TASK STATEMENT: For the records below, give the number of lines where the string "StoreError" occurs. Include nothing else.

[Saved data entries]
+--

use async_trait::async_trait;
use uuid::Uuid;

use crate::{
    errors::StoreError,
    models::{Difficulty, GameSession, LeaderboardEntry},
};

pub mod fallback;
pub mod memory;
pub mod redis;
mod scripts;

pub use fallback::FallbackStore;
pub use memory::MemoryStore;
pub use self::redis::RedisStore;

pub const DEFAULT_LEADERBOARD_LIMIT: usize = 10;
pub const MAX_LEADERBOARD_LIMIT: usize = 100;

/// Game sessions, atomic per session.
#[async_trait]
pub trait SessionStore: Send + Sync {
    async fn create(&self, session: &GameSession) -> Result<(), StoreError>;
    async fn get(&self, session_id: Uuid) -> Result<Option<GameSession>, StoreError>;
    async fn update(&self, session: &GameSession) -> Result<(), StoreError>;
}

/// Best score per (player, difficulty).
#[async_trait]
pub trait LeaderboardStore: Send + Sync {
    /// Always counts the game; only raises the stored score.
    async fn save_score(&self, session: &GameSession) -> Result<LeaderboardEntry, StoreError>;

    /// Highest scores first, ranked 1..=limit. `None` lists every difficulty.
    async fn leaderboard(
        &self,
        difficulty: Option<Difficulty>,
        limit: usize,
    ) -> Result<Vec<LeaderboardEntry>, StoreError>;

    /// 1 + number of players with a strictly higher score. `None` if the player has no entry.
    async fn rank(&self, username: &str, difficulty: Difficulty)
        -> Result<Option<u32>, StoreError>;
}

pub fn clamp_limit(limit: Option<usize>) -> usize {
    match limit {
        Some(0) | None => DEFAULT_LEADERBOARD_LIMIT,
        Some(n) => n.min(MAX_LEADERBOARD_LIMIT),
    }
}

/// Sorts by score (earlier update first on ties), assigns ranks and truncates.
pub(crate) fn rank_entries(mut entries: Vec<LeaderboardEntry>, limit: usize) -> Vec<LeaderboardEntry> {
    entries.sort_by(|a, b| {
        b.total_score
            .cmp(&a.total_score)
            .then_with(|| a.updated_at.cmp(&b.updated_at))
    });
    entries.truncate(limit);
    for (i, entry) in entries.iter_mut().enumerate() {
        entry.rank = i as u32 + 1;
    }
    entries
}

pub(crate) fn merge_score(
    existing: Option<LeaderboardEntry>,
    session: &GameSession,
    now: chrono::DateTime<chrono::Utc>,
) -> LeaderboardEntry {
    match existing {
        Some(mut entry) => {
            entry.games_played += 1;
            entry.updated_at = now;
            entry.total_score = entry.total_score.max(session.total_score);
            entry
        }
        None => LeaderboardEntry {
            rank: 0,
            username: session.username.clone(),
            difficulty: session.difficulty,
            total_score: session.total_score,
            games_played: 1,
            updated_at: now,
        },
    }
}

+--

PROBLEM SOLUTION: 7